Problem to solve:
Read the listing below and copy out each line where the word "Discarding" occurs.
Excerpted records: Begin
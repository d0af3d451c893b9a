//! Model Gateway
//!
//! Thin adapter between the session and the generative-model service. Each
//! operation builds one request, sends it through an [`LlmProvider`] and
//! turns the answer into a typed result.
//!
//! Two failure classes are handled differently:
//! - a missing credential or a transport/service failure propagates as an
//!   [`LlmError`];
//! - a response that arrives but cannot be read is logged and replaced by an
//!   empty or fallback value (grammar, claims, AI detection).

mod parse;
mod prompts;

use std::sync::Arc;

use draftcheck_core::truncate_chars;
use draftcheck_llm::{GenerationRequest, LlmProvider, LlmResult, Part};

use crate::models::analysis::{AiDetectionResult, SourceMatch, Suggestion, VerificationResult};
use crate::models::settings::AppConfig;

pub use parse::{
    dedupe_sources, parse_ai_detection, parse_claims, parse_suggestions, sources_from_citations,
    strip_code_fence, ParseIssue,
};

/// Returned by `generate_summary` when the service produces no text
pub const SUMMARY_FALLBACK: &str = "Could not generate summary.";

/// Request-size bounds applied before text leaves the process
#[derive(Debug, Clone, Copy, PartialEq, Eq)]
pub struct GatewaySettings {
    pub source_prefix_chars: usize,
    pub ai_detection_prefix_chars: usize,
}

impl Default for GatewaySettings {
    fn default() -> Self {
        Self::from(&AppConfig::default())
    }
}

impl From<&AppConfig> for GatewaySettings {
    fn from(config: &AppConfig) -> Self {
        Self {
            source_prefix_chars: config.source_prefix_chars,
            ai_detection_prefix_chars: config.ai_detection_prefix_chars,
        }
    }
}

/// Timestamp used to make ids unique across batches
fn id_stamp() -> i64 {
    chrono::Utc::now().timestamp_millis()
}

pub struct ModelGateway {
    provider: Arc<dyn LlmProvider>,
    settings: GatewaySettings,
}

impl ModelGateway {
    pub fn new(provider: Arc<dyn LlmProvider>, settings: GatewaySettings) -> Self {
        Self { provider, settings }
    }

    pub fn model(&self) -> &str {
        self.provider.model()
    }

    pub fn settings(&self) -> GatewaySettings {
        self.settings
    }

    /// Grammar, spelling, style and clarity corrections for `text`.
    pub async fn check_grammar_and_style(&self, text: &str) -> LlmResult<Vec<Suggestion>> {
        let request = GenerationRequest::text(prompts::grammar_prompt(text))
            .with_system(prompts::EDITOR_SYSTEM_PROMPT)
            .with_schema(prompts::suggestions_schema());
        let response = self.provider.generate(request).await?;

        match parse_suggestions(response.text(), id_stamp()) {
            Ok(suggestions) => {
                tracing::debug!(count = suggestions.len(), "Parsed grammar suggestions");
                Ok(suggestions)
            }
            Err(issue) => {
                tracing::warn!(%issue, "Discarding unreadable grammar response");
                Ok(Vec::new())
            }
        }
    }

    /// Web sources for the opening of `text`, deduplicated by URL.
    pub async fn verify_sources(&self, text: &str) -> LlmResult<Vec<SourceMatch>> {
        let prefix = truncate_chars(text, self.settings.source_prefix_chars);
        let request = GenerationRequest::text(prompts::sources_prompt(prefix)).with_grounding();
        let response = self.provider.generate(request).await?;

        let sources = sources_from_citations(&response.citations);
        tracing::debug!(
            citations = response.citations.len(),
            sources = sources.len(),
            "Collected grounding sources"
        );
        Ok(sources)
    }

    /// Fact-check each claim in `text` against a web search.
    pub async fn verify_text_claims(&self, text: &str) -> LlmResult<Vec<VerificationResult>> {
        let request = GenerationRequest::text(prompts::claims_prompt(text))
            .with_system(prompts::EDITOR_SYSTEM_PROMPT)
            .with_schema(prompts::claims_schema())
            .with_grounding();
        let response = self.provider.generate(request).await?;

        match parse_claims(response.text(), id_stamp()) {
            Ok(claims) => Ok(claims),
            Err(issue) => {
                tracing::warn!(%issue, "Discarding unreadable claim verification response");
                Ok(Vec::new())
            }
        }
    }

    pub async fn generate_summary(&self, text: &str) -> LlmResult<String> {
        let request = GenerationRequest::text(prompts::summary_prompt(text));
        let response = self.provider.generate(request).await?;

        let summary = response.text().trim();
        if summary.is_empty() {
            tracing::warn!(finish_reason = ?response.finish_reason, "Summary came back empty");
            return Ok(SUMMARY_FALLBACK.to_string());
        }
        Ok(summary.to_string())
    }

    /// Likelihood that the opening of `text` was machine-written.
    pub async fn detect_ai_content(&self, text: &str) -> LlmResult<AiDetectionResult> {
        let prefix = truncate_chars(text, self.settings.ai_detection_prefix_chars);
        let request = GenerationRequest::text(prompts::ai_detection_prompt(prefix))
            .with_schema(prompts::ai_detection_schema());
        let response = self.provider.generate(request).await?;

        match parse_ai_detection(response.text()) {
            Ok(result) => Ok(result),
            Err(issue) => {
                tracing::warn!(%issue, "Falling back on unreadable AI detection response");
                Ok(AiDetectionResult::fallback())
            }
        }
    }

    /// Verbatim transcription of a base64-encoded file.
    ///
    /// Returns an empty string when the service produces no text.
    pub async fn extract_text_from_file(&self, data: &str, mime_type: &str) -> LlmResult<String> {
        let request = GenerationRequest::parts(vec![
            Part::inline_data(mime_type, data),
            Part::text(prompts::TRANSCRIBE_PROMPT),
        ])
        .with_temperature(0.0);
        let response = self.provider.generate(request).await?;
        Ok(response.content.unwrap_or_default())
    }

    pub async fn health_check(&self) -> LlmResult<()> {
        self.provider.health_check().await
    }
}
Excerpted records: End
Reply to the task:
                tracing::warn!(%issue, "Discarding unreadable grammar response");
                tracing::warn!(%issue, "Discarding unreadable claim verification response");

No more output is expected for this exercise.